Auf zwei CDs erklingt kein einziges seiner Werke und doch ist er in jedem Takt präsent: Wie nachhaltig Frédéric Chopin seine Schüler, Freunde und Verehrer inspirierte, zeigt Cyprien Katsaris in einer ebenso glanz- und stimmungsvollen Hommage an die große Zeit der Salonmusik.

Adolf Gutmann, Carl Filtsch, Karol Mikuli, Julian Fontana, Mathilde de Rothschild und Thomas Tellefsen entstammten unterschiedlichen Herkunftsländern, kulturellen Traditionen und sozialen Milieus. Doch die Verehrung für Frédéric Chopin und die feste Überzeugung, all ihre Empfindungswelten durch ein Klavier filtern und idealer Weise in einem Salon ausleben zu können, verband diese und andere Künstler quer durch Europa.

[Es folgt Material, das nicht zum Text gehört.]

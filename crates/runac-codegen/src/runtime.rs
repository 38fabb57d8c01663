//! The runtime prelude and target selection.
//!
//! The prelude is prepended verbatim to every emitted artifact. It pins
//! the concrete representations of `str`, the value boxes, and the
//! generator contexts the runtime implements, and declares the intrinsics
//! the native runtime library provides. The process entry point lives in
//! the runtime library; it builds the argument array and calls the
//! module's `main`.

pub const PRELUDE: &str = include_str!("rt.ll");

const TRIPLES: &[(&str, &str)] = &[
    ("macos", "x86_64-apple-darwin11.0.0"),
    ("linux", "x86_64-pc-linux-gnu"),
];

/// The target triple for the host platform.
pub fn target_triple() -> &'static str {
    let os = std::env::consts::OS;
    TRIPLES
        .iter()
        .find(|(k, _)| *k == os)
        .map(|(_, v)| *v)
        .unwrap_or("x86_64-pc-linux-gnu")
}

Als Herausgeber, Interpreten, Komponisten und Lehrer verbreiteten die musikalischen Nachlassverwalter nicht nur die stilbildenden Werke ihres Idols. Sie etablierten darüber hinaus langlebige kulturelle Standards, die das gesellschaftliche Leben bis hin zu persönlichen Geschmacksvorlieben beeinflussten.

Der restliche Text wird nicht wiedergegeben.